Draft Investigatory Powers Bill
Peter Fairbrother
zenadsl6186 at zen.co.uk
Wed Nov 4 20:06:20 GMT 2015
On 04/11/15 17:55, Paul Barnfather wrote:
>
>> On 4 Nov 2015, at 17:38, Peter Fairbrother <zenadsl6186 at zen.co.uk>
>> wrote:
>>
>> https://www.gov.uk/government/uploads/system/uploads/attachment_data/file/473770/Draft_Investigatory_Powers_Bill.pdf
>>
>>
>>
I have had a quick look, nothing direct about banning encryption.
> <snip>
>
> Is (end-to-end) encryption nevertheless banned implicitly by this
> Bill, via the requirement for the "relevant operator” to provide the
> required “technical capability”?
>
> Presumably Skype/Apple/Facebook/etc will need to add this logging and
> storage capability if they wish to provide services to the UK. If
> that is technically impossible (e.g. for true P2P communications or
> end-to-end encryption with no middleman), then doesn’t the service
> effectively become illegal?
>
> The various commentators are talking about “Internet service
> providers”, but it seems they are not just talking about ISPs like
> Talk Talk and BT. As far as I can tell, they mean “anyone that
> provides a communications service on the Internet”.

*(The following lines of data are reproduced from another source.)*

//! OS signal handling.
//!
//! # Responsibilities
//! - Register SIGINT/SIGTERM handlers (Ctrl+C elsewhere)
//! - Route every received signal to the current orchestrator
//!
//! # Design Decisions
//! - Uses Tokio's signal handling (async-safe)
//! - One listener task per process; installing a new orchestrator only
//!   retargets it, unless the runtime that owned it is gone
//! - `on_signal` sees every signal; only the first one starts shutdown

use std::fmt;
use std::io;
use std::sync::{Arc, Mutex, Weak};

use arc_swap::ArcSwapOption;
use tokio::task::JoinHandle;

use crate::lifecycle::shutdown::{Orchestrator, Outcome, Trigger};

/// Termination signals that start a shutdown.
#[derive(Debug, Clone, Copy, PartialEq, Eq, Hash)]
pub enum Signal {
    Interrupt,
    Terminate,
}

impl Signal {
    /// Conventional signal name, e.g. `SIGINT`.
    pub fn as_str(&self) -> &'static str {
        match self {
            Signal::Interrupt => "SIGINT",
            Signal::Terminate => "SIGTERM",
        }
    }
}

impl fmt::Display for Signal {
    fn fmt(&self, f: &mut fmt::Formatter<'_>) -> fmt::Result {
        f.write_str(self.as_str())
    }
}

// Held by the listener task; dead once that task (or its runtime) is dropped.
static LISTENER: Mutex<Weak<()>> = Mutex::new(Weak::new());
static TARGET: ArcSwapOption<Orchestrator> = ArcSwapOption::const_empty();

/// Route termination signals to `orchestrator`.
///
/// Returns `true` if a listener was started by this call, `false` if a live
/// listener was already running and has only been retargeted.
///
/// Must be called from within a Tokio runtime.
pub fn listen(orchestrator: Arc<Orchestrator>) -> io::Result<bool> {
    TARGET.store(Some(orchestrator));

    let mut listener = LISTENER.lock().unwrap_or_else(|poisoned| poisoned.into_inner());
    if listener.upgrade().is_some() {
        tracing::debug!("signal listener already running, retargeted");
        return Ok(false);
    }

    let alive = Arc::new(());
    spawn_listener(Arc::clone(&alive))?;
    *listener = Arc::downgrade(&alive);

    tracing::debug!("signal listener started");
    Ok(true)
}

#[cfg(unix)]
fn spawn_listener(alive: Arc<()>) -> io::Result<()> {
    use tokio::signal::unix::{signal, SignalKind};

    let mut sigint = signal(SignalKind::interrupt())?;
    let mut sigterm = signal(SignalKind::terminate())?;

    tokio::spawn(async move {
        let _alive = alive;
        loop {
            let received = tokio::select! {
                Some(()) = sigint.recv() => Signal::Interrupt,
                Some(()) = sigterm.recv() => Signal::Terminate,
                else => break,
            };
            dispatch(received);
        }
    });
    Ok(())
}

#[cfg(not(unix))]
fn spawn_listener(alive: Arc<()>) -> io::Result<()> {
    tokio::spawn(async move {
        let _alive = alive;
        while tokio::signal::ctrl_c().await.is_ok() {
            dispatch(Signal::Interrupt);
        }
    });
    Ok(())
}

fn dispatch(signal: Signal) {
    tracing::info!(signal = %signal, "termination signal received");

    match TARGET.load_full() {
        Some(orchestrator) => {
            deliver(orchestrator, signal);
        }
        None => tracing::warn!(signal = %signal, "no shutdown coordinator installed"),
    }
}

/// Notify `on_signal`, then start shutdown on its own task so the receive
/// loop keeps draining signals while cleanup runs.
fn deliver(orchestrator: Arc<Orchestrator>, signal: Signal) -> JoinHandle<Option<Outcome>> {
    orchestrator.notify_signal(signal);
    tokio::spawn(async move { orchestrator.trigger(Trigger::Signal(signal)).await })
}
//! Shutdown orchestration.
//!
//! ```text
//! Idle ──trigger──▶ Closing ──cleanup ok──────▶ Completed  (exit 0)
//!                          ──cleanup error───▶ Errored    (exit 1)
//!                          ──watchdog fired──▶ TimedOut   (exit 2)
//! ```
//!
//! The `Idle → Closing` transition is a single compare-and-set taken before
//! the first await, so of any number of concurrent triggers exactly one runs.

use std::fmt;
use std::future::Future;
use std::sync::atomic::{AtomicU8, Ordering};
use std::sync::Arc;
use std::time::Duration;

use crate::config::schema::{ShutdownOptions, DEFAULT_TIMEOUT_MS};
use crate::config::validation::{check_timeout_ms, ConfigError};
use crate::lifecycle::exit::{Exit, ProcessExit, EXIT_CLEAN, EXIT_ERROR, EXIT_TIMEOUT};
use crate::lifecycle::hooks::{
    notify, BoxError, CloseError, CloseHandler, Done, ErrorHook, SignalHook, TimeoutHook,
};
use crate::lifecycle::signals::Signal;

/// Validated shutdown configuration. Built once at setup.
#[derive(Clone)]
pub struct ShutdownConfig {
    on_signal: Option<SignalHook>,
    on_close: Option<CloseHandler>,
    on_timeout: Option<TimeoutHook>,
    on_error: Option<ErrorHook>,
    timeout: Duration,
    strict: bool,
}

impl ShutdownConfig {
    pub fn builder() -> ShutdownConfigBuilder {
        ShutdownConfigBuilder::default()
    }

    /// Cleanup deadline.
    pub fn timeout(&self) -> Duration {
        self.timeout
    }

    /// Whether the host's own close event is left alone.
    pub fn strict(&self) -> bool {
        self.strict
    }
}

impl fmt::Debug for ShutdownConfig {
    fn fmt(&self, f: &mut fmt::Formatter<'_>) -> fmt::Result {
        f.debug_struct("ShutdownConfig")
            .field("on_signal", &self.on_signal.is_some())
            .field("on_close", &self.on_close)
            .field("on_timeout", &self.on_timeout.is_some())
            .field("on_error", &self.on_error.is_some())
            .field("timeout", &self.timeout)
            .field("strict", &self.strict)
            .finish()
    }
}

/// Builder for [`ShutdownConfig`]. Validation happens in [`build`](Self::build).
#[derive(Default)]
pub struct ShutdownConfigBuilder {
    on_signal: Option<SignalHook>,
    on_close: Option<CloseHandler>,
    on_timeout: Option<TimeoutHook>,
    on_error: Option<ErrorHook>,
    timeout_ms: Option<f64>,
    strict: bool,
}

impl ShutdownConfigBuilder {
    /// Called with the signal that started shutdown, before cleanup.
    pub fn on_signal(mut self, f: impl Fn(Signal) + Send + Sync + 'static) -> Self {
        self.on_signal = Some(Arc::new(f));
        self
    }

    /// Callback-style cleanup. `f` must eventually complete the [`Done`] it is given.
    pub fn on_close(mut self, f: impl Fn(Done) + Send + Sync + 'static) -> Self {
        self.on_close = Some(CloseHandler::callback(f));
        self
    }

    /// Async cleanup. Completion is the future's output.
    pub fn on_close_async<F, Fut>(mut self, f: F) -> Self
    where
        F: Fn() -> Fut + Send + Sync + 'static,
        Fut: Future<Output = Result<(), BoxError>> + Send + 'static,
    {
        self.on_close = Some(CloseHandler::from_async(f));
        self
    }

    pub fn on_timeout(mut self, f: impl Fn() + Send + Sync + 'static) -> Self {
        self.on_timeout = Some(Arc::new(f));
        self
    }

    pub fn on_error(mut self, f: impl Fn(&CloseError) + Send + Sync + 'static) -> Self {
        self.on_error = Some(Arc::new(f));
        self
    }

    pub fn timeout(mut self, timeout: Duration) -> Self {
        self.timeout_ms = Some(timeout.as_secs_f64() * 1000.0);
        self
    }

    pub fn timeout_ms(mut self, ms: f64) -> Self {
        self.timeout_ms = Some(ms);
        self
    }

    pub fn strict(mut self, strict: bool) -> Self {
        self.strict = strict;
        self
    }

    /// Apply options loaded from a config file.
    pub fn options(self, options: &ShutdownOptions) -> Self {
        self.timeout_ms(options.timeout_ms).strict(options.strict)
    }

    pub fn build(self) -> Result<ShutdownConfig, ConfigError> {
        let timeout = check_timeout_ms(self.timeout_ms.unwrap_or(DEFAULT_TIMEOUT_MS))?;
        Ok(ShutdownConfig {
            on_signal: self.on_signal,
            on_close: self.on_close,
            on_timeout: self.on_timeout,
            on_error: self.on_error,
            timeout,
            strict: self.strict,
        })
    }
}

/// What started a shutdown.
#[derive(Debug, Clone, Copy, PartialEq, Eq)]
pub enum Trigger {
    Signal(Signal),
    HostClose,
    Manual,
}

impl fmt::Display for Trigger {
    fn fmt(&self, f: &mut fmt::Formatter<'_>) -> fmt::Result {
        match self {
            Trigger::Signal(signal) => write!(f, "signal {signal}"),
            Trigger::HostClose => f.write_str("host close"),
            Trigger::Manual => f.write_str("manual"),
        }
    }
}

#[derive(Debug, Clone, Copy, PartialEq, Eq)]
#[repr(u8)]
pub enum State {
    Idle = 0,
    Closing = 1,
    Completed = 2,
    TimedOut = 3,
    Errored = 4,
}

impl State {
    fn from_u8(v: u8) -> Self {
        match v {
            0 => State::Idle,
            1 => State::Closing,
            2 => State::Completed,
            3 => State::TimedOut,
            _ => State::Errored,
        }
    }
}

/// Terminal result of a shutdown sequence.
#[derive(Debug)]
pub enum Outcome {
    Completed,
    Errored(CloseError),
    TimedOut,
}

impl Outcome {
    pub fn exit_code(&self) -> i32 {
        match self {
            Outcome::Completed => EXIT_CLEAN,
            Outcome::Errored(_) => EXIT_ERROR,
            Outcome::TimedOut => EXIT_TIMEOUT,
        }
    }

    fn state(&self) -> State {
        match self {
            Outcome::Completed => State::Completed,
            Outcome::Errored(_) => State::Errored,
            Outcome::TimedOut => State::TimedOut,
        }
    }
}

/// Runs the cleanup routine under a watchdog and ends the process.
pub struct Orchestrator {
    config: ShutdownConfig,
    state: AtomicU8,
    exit: Arc<dyn Exit>,
}

impl Orchestrator {
    pub fn new(config: ShutdownConfig, exit: Arc<dyn Exit>) -> Self {
        Self {
            config,
            state: AtomicU8::new(State::Idle as u8),
            exit,
        }
    }

    /// An orchestrator that terminates the current process.
    pub fn with_process_exit(config: ShutdownConfig) -> Self {
        Self::new(config, Arc::new(ProcessExit))
    }

    pub fn config(&self) -> &ShutdownConfig {
        &self.config
    }

    pub fn state(&self) -> State {
        State::from_u8(self.state.load(Ordering::Acquire))
    }

    pub fn is_closing(&self) -> bool {
        self.state() != State::Idle
    }

    /// Run `on_signal` for a received signal. Best effort; called for every
    /// signal, whether or not it ends up starting the shutdown.
    pub fn notify_signal(&self, signal: Signal) {
        if let Some(hook) = &self.config.on_signal {
            notify("on_signal", || hook(signal));
        }
    }

    /// Start shutdown explicitly.
    pub async fn close(&self) -> Option<Outcome> {
        self.trigger(Trigger::Manual).await
    }

    /// Run the shutdown sequence if none has started yet.
    ///
    /// Returns `None` when another trigger got there first. Otherwise the
    /// exit seam is called; `Some` is only observed when it returns.
    pub async fn trigger(&self, trigger: Trigger) -> Option<Outcome> {
        if self
            .state
            .compare_exchange(
                State::Idle as u8,
                State::Closing as u8,
                Ordering::AcqRel,
                Ordering::Acquire,
            )
            .is_err()
        {
            tracing::debug!(trigger = %trigger, state = ?self.state(), "Shutdown already in progress, ignoring trigger");
            return None;
        }

        tracing::info!(
            trigger = %trigger,
            timeout_ms = self.config.timeout.as_millis() as u64,
            "Shutdown started"
        );

        let outcome = match &self.config.on_close {
            None => Outcome::Completed,
            Some(handler) => {
                let watchdog = tokio::time::sleep(self.config.timeout);
                let cleanup = handler.start();
                tokio::select! {
                    biased;
                    result = cleanup => match result {
                        Ok(()) => Outcome::Completed,
                        Err(err) => Outcome::Errored(err),
                    },
                    () = watchdog => Outcome::TimedOut,
                }
            }
        };

        Some(self.finish(outcome))
    }

    fn finish(&self, outcome: Outcome) -> Outcome {
        self.state.store(outcome.state() as u8, Ordering::Release);

        match &outcome {
            Outcome::Completed => tracing::info!("Cleanup completed"),
            Outcome::Errored(err) => {
                tracing::error!(error = %err, "Cleanup failed");
                if let Some(hook) = &self.config.on_error {
                    notify("on_error", || hook(err));
                }
            }
            Outcome::TimedOut => {
                tracing::warn!(
                    timeout_ms = self.config.timeout.as_millis() as u64,
                    "Cleanup timed out"
                );
                if let Some(hook) = &self.config.on_timeout {
                    notify("on_timeout", || hook());
                }
            }
        }

        self.exit.exit(outcome.exit_code());
        outcome
    }
}

impl fmt::Debug for Orchestrator {
    fn fmt(&self, f: &mut fmt::Formatter<'_>) -> fmt::Result {
        f.debug_struct("Orchestrator")
            .field("config", &self.config)
            .field("state", &self.state())
            .finish()
    }
}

yep. Ss.198(2) - "any person who provides, or is proposing to provide
[...] telecommunications services".
Including persons outside the UK, ss.198(8).
193(11) “Telecommunications service” means any service that consists in
the provision of access to, and of facilities for making use of, any
telecommunication system (whether or not one provided by the person
providing the service).
193(13) “Telecommunication system” means a system (including the
apparatus comprised in it) that exists (whether wholly or partly in the
United Kingdom or elsewhere) for the purpose of facilitating the
transmission ofcommunications by any means involving the use of
electrical or electro-magnetic energy.
So, presumably my
> bank’s secure messaging service is covered by this Bill as well?
>
> I’m really struggling to understand the implications of this, so
> please correct me if I’m wrong...
>
AFAICT, you ain't wrong.
However, note that this is only an enabling bill - there would have to
be a separate regulation, which would have to go through Parliament
separately, to actually enforce anything.
The same is _not_ true of a requirement to retain comms data (of any
type) under the Bill - the SoS just decides to issue a retention notice,
and what types of data it refers to.